BARET ICMI Terus Layani Kesehatan Warga Terdampak Bencana di Linge

BARET ICMI Terus Layani Kesehatan Warga Terdampak Bencana di Linge
Anak-anak di pengungsian Tenda Owaq Kecamatan Linge, Aceh Tengah (Dok Mubarak)

ASKARA - Badan Reaksi Cepat Ikatan Cendekiawan Muslim Indonesia (BARET ICMI) Aceh Tengah terus memberikan pelayanan kesehatan kepada masyarakat Kecamatan Linge, Kabupaten Aceh Tengah, yang terdampak bencana banjir dan tanah longsor.

Ketua Tim Kesehatan BARET ICMI Aceh Tengah, dr. Fatimah Fitri, mengatakan hingga kini kondisi kehidupan warga masih memprihatinkan. Bencana yang terjadi lebih dari dua bulan lalu masih menyisakan persoalan serius, terutama bagi warga Desa Owaq yang masih bertahan di tenda-tenda pengungsian.

“Sudah memasuki hari ke-62 pascabanjir dan longsor, masyarakat masih hidup di pengungsian dan membutuhkan kepastian tempat tinggal,” ujar dr.

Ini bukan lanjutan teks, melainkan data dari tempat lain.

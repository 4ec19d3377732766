use chrono::{DateTime, Utc};
use serde::{Deserialize, Serialize};

use crate::types::StepId;

/// A recoverable error recorded on the error-list channel.
///
/// Runs continue after appending one of these; only contract violations
/// abort the driver. Each event records when it happened, where, and a
/// human-readable message, plus optional structured details.
///
/// # Examples
///
/// ```
/// use docsmith::channels::errors::{ErrorScope, RunError};
/// use docsmith::types::StepId;
/// use serde_json::json;
///
/// let err = RunError::step(StepId::ChangeFetch, "host returned 404")
///     .with_details(json!({"status": 404}));
/// assert!(matches!(err.scope, ErrorScope::Step { .. }));
/// ```
#[derive(Debug, Clone, Serialize, Deserialize, PartialEq, Eq)]
pub struct RunError {
    #[serde(default = "chrono::Utc::now")]
    pub when: DateTime<Utc>,
    pub scope: ErrorScope,
    pub message: String,
    #[serde(default)]
    pub details: serde_json::Value,
}

impl RunError {
    /// Error raised while a specific step executed.
    pub fn step<M: Into<String>>(step: StepId, message: M) -> Self {
        RunError {
            when: Utc::now(),
            scope: ErrorScope::Step { step },
            message: message.into(),
            details: serde_json::Value::Null,
        }
    }

    /// Error in the run input itself (for example an unparseable change
    /// reference).
    pub fn input<M: Into<String>>(message: M) -> Self {
        RunError {
            when: Utc::now(),
            scope: ErrorScope::Input,
            message: message.into(),
            details: serde_json::Value::Null,
        }
    }

    /// Attach structured details to the event.
    #[must_use]
    pub fn with_details(mut self, details: serde_json::Value) -> Self {
        self.details = details;
        self
    }
}

impl std::fmt::Display for RunError {
    fn fmt(&self, f: &mut std::fmt::Formatter<'_>) -> std::fmt::Result {
        match &self.scope {
            ErrorScope::Step { step } => write!(f, "[{step}] {}", self.message),
            ErrorScope::Input => write!(f, "[input] {}", self.message),
        }
    }
}

/// Where a recoverable error originated.
#[derive(Debug, Clone, Serialize, Deserialize, PartialEq, Eq)]
#[serde(tag = "scope", rename_all = "snake_case")]
pub enum ErrorScope {
    Step { step: StepId },
    Input,
}

#[cfg(test)]
mod tests {
    use super::*;

    #[test]
    fn display_includes_scope() {
        let e = RunError::step(StepId::RepoScan, "tree fetch failed");
        assert_eq!(e.to_string(), "[repo_scan] tree fetch failed");
        let i = RunError::input("bad ref");
        assert_eq!(i.to_string(), "[input] bad ref");
    }

    #[test]
    fn serializes_with_tagged_scope() {
        let e = RunError::step(StepId::Analysis, "model unavailable");
        let v = serde_json::to_value(&e).unwrap();
        assert_eq!(v["scope"]["scope"], "step");
        assert_eq!(v["scope"]["step"], "analysis");
    }
}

Fatimah, Selasa (28/1/2025).

Dari sisi kesehatan, ia menyebut kondisi warga mulai menunjukkan perbaikan. Meski demikian, keluhan penyakit masih ditemukan di lapangan. “Tekanan darah warga sudah tidak setinggi kondisi awal pascabanjir, tetapi masih banyak yang memerlukan pengobatan dan pemantauan,” katanya.

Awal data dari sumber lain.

//! The single-threaded graph walker.

use miette::Diagnostic;
use thiserror::Error;
use tracing::{error, info, instrument, warn};
use uuid::Uuid;

use crate::channels::RunError;
use crate::graphs::{RoutingError, Workflow};
use crate::reducers::{ReducerError, ReducerRegistry};
use crate::state::{RunInput, WorkflowState};
use crate::step::{StepContext, StepPartial};
use crate::types::StepId;

/// Hard cap on executed steps; the retry ceiling bounds the only loop in the
/// standard graph well below this.
const DEFAULT_STEP_BUDGET: u32 = 100;

/// Failures that abort a run. Everything here is a contract violation or a
/// wiring bug, never a recoverable step failure.
#[derive(Debug, Error, Diagnostic)]
pub enum DriverError {
    #[error(transparent)]
    #[diagnostic(transparent)]
    Reducer(#[from] ReducerError),

    #[error(transparent)]
    #[diagnostic(transparent)]
    Routing(#[from] RoutingError),

    #[error("no implementation registered for step `{step}`")]
    #[diagnostic(code(docsmith::runtime::unregistered_step))]
    UnregisteredStep { step: StepId },

    #[error("step budget of {budget} exhausted, aborting run")]
    #[diagnostic(
        code(docsmith::runtime::step_budget),
        help("a router is likely cycling; check the retry ceiling")
    )]
    StepBudgetExhausted { budget: u32 },
}

/// Walks a compiled workflow to completion.
///
/// One step at a time: execute, merge the partial, route on the merged
/// snapshot. Step failures degrade the run (an error-list append) rather
/// than aborting it; contract violations abort.
pub struct Driver {
    workflow: Workflow,
    registry: ReducerRegistry,
    step_budget: u32,
}

impl Driver {
    #[must_use]
    pub fn new(workflow: Workflow, registry: ReducerRegistry) -> Self {
        Driver {
            workflow,
            registry,
            step_budget: DEFAULT_STEP_BUDGET,
        }
    }

    #[must_use]
    pub fn with_step_budget(mut self, budget: u32) -> Self {
        self.step_budget = budget;
        self
    }

    /// Runs the workflow from its entry step until `End`, returning the
    /// final state.
    #[instrument(skip(self, input), fields(run_id, change_ref = %input.change_ref))]
    pub async fn run(&self, input: RunInput) -> Result<WorkflowState, DriverError> {
        let run_id = Uuid::new_v4();
        tracing::Span::current().record("run_id", tracing::field::display(run_id));
        info!("starting run");

        let mut state = WorkflowState::new(input);
        let mut current = self.workflow.entry();
        let mut executed = 0u32;

        while current != StepId::End {
            if executed >= self.step_budget {
                error!(budget = self.step_budget, "step budget exhausted");
                return Err(DriverError::StepBudgetExhausted {
                    budget: self.step_budget,
                });
            }
            executed += 1;

            let step = self
                .workflow
                .step(current)
                .ok_or(DriverError::UnregisteredStep { step: current })?;

            let ctx = StepContext::new(run_id, current);
            let partial = match step.run(state.snapshot(), ctx).await {
                Ok(partial) => partial,
                Err(step_error) => {
                    warn!(step = %current, error = %step_error, "step failed, continuing degraded");
                    StepPartial::new().with_error(RunError::step(current, step_error.to_string()))
                }
            };

            let written = self.registry.apply_step(&mut state, current, partial)?;
            info!(step = %current, written = written.len(), "step complete");

            current = self.workflow.next_after(current, &state.snapshot())?;
        }

        info!(
            findings = state.findings.len(),
            errors = state.errors.len(),
            validation_passed = state.validation_passed,
            "run complete"
        );
        Ok(state)
    }
}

Sementara itu, Ketua DPW BARET ICMI Aceh, Zam Zam Mubarak, menegaskan bahwa wilayah marginal di Aceh Tengah membutuhkan perhatian serius dari seluruh pemangku kepentingan. Luasnya wilayah terdampak bencana menjadi tantangan tersendiri dalam proses pemulihan.

“Penanganan bencana di Aceh tidak sederhana karena wilayahnya sangat luas. Pembangunan hunian sementara harus segera diprioritaskan, karena kehidupan sosial masyarakat sudah berada pada tahap kritis,” ujar Zam Zam.

Hingga berita ini diturunkan, jaringan listrik dan akses internet di Desa Owaq, Kecamatan Linge, masih mengalami gangguan, sehingga menyulitkan aktivitas warga dan distribusi informasi.

Perpanjangan masa tanggap darurat bencana di Aceh Tengah hingga 29 Januari dinilai menunjukkan perlunya langkah penanganan yang cepat, terukur, dan berkelanjutan demi kemanusiaan serta keselamatan warga yang masih bertahan di pengungsian.